As any Stoneleigh-Burnham athlete learns in her years here, the common bonds forged through riding, dancing and team practices are strong and enduring. These athletes find that the experience of working together in a group engages both the mind and body and produces lasting and, sometimes, surprising results. For two weeks this past July I had the opportunity to join a group of college counselors from seven different states as we pedaled our way through three Mid-Atlantic states visiting about a dozen colleges and universities. This adventure, complete with remarkably perfect summer weather, afforded us a unique chance to view these schools from, as Jacques Steinberg of the New York Times put it in his article about us, “the open-air perch of a bike saddle.” We all rode bikes and carried our own gear; in my case I pulled a small trailer equipped with an eye-catching yellow flag that billowed happily over nearly 500 miles of sun-baked roads, from quiet, shaded bike paths to the din of downtown Baltimore’s traffic and construction zones. Approaching a college campus by bike allows a fresh vantage point that isn’t visible from a car. The group took in buildings and landscapes from a slow-moving perspective that let us spend time, far removed from glossy brochures and internet connections, reflecting on which of our students we could imagine walking around that campus. Later, on each formal tour, we did what any college tour group does: we watched the tour guide walk backwards and listened to the speech, sometimes rehearsed, sometimes refreshingly candid, about the college. We saw the dorms, the classrooms, the library and the

athletic facilities. We then checked out the downtown area for student cafes, shopping and music spots. We ate meals in the dining halls and we slept in the dorm rooms and came away with the certain knowledge that every single college offers something valuable and unique to its population; the real trick is looking beyond the name of the school and taking a close look at what it offers to its students.
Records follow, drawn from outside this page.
//! The patient hunter: no scoring, no memory, just clue arithmetic worked
//! down a strict priority ladder. Randomness only breaks ties inside a
//! rung, so forced reads are always taken.

use rand::rngs::StdRng;
use rand::seq::SliceRandom;

use crate::ai::clues::{certain_item_cells, no_hidden_sentinel, read_clues, safe_cells};
use crate::ai::DecisionPolicy;
use crate::engine::models::{AiKind, Coord, Decision, EnemyState, PlayerState};
use crate::engine::sanitizer::SanitizedBoard;

pub struct BrutePolicy;

impl DecisionPolicy for BrutePolicy {
    fn kind(&self) -> AiKind {
        AiKind::Brute
    }

    fn choose_target(
        &mut self,
        view: &SanitizedBoard,
        _enemy: &EnemyState,
        _player: &PlayerState,
        rng: &mut StdRng,
    ) -> Decision {
        let hidden = view.hidden_cells();
        if hidden.is_empty() {
            return no_hidden_sentinel();
        }
        let clues = read_clues(view);

        // Forced reads first: any cell a clue proves is an item.
        let certain = certain_item_cells(&clues);
        if let Some(&target) = certain.choose(rng) {
            return Decision {
                target,
                reasoning: format!(
                    "clue arithmetic pins an item at ({}, {})",
                    target.row, target.col
                ),
            };
        }

        // Drop cells a satisfied clue proves safe; if that empties the
        // pool, strike among all hidden cells anyway.
        let safe = safe_cells(&clues);
        let mut candidates: Vec<Coord> = hidden
            .iter()
            .copied()
            .filter(|c| !safe.contains(c))
            .collect();
        if candidates.is_empty() {
            candidates = hidden;
        }

        // Prefer cells that no unresolved clue is watching.
        let quiet: Vec<Coord> = candidates
            .iter()
            .copied()
            .filter(|&c| !clues.iter().any(|cl| cl.is_unresolved() && cl.touches(c)))
            .collect();
        if let Some(&target) = quiet.choose(rng) {
            return Decision {
                target,
                reasoning: format!(
                    "probing quiet ground at ({}, {}), away from open clues",
                    target.row, target.col
                ),
            };
        }

        let target = candidates
            .choose(rng)
            .copied()
            .unwrap_or(Coord::new(0, 0));
        Decision {
            target,
            reasoning: format!(
                "no forced read; striking ({}, {}) among remaining candidates",
                target.row, target.col
            ),
        }
    }
}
That, for me, was the most valuable part of this experience: spending time with counselors, from both small, independent and large, public high schools, who all share the goal of finding the best fit for the students with whom they work. I’ve been asked if there were any real standouts or any disappointments among the schools I saw. There were no disappointments because every college I saw aims to provide a unique educational opportunity and no single college closely resembled the one I saw the previous day. As a new cycle of college applications begins this fall, I plan to counsel each student to immerse herself in the process much as I did in the bike tour: setting off on a new adventure, armed with plenty of knowledge and support, but prepared to pedal her own bicycle on that journey towards the college that suits her best.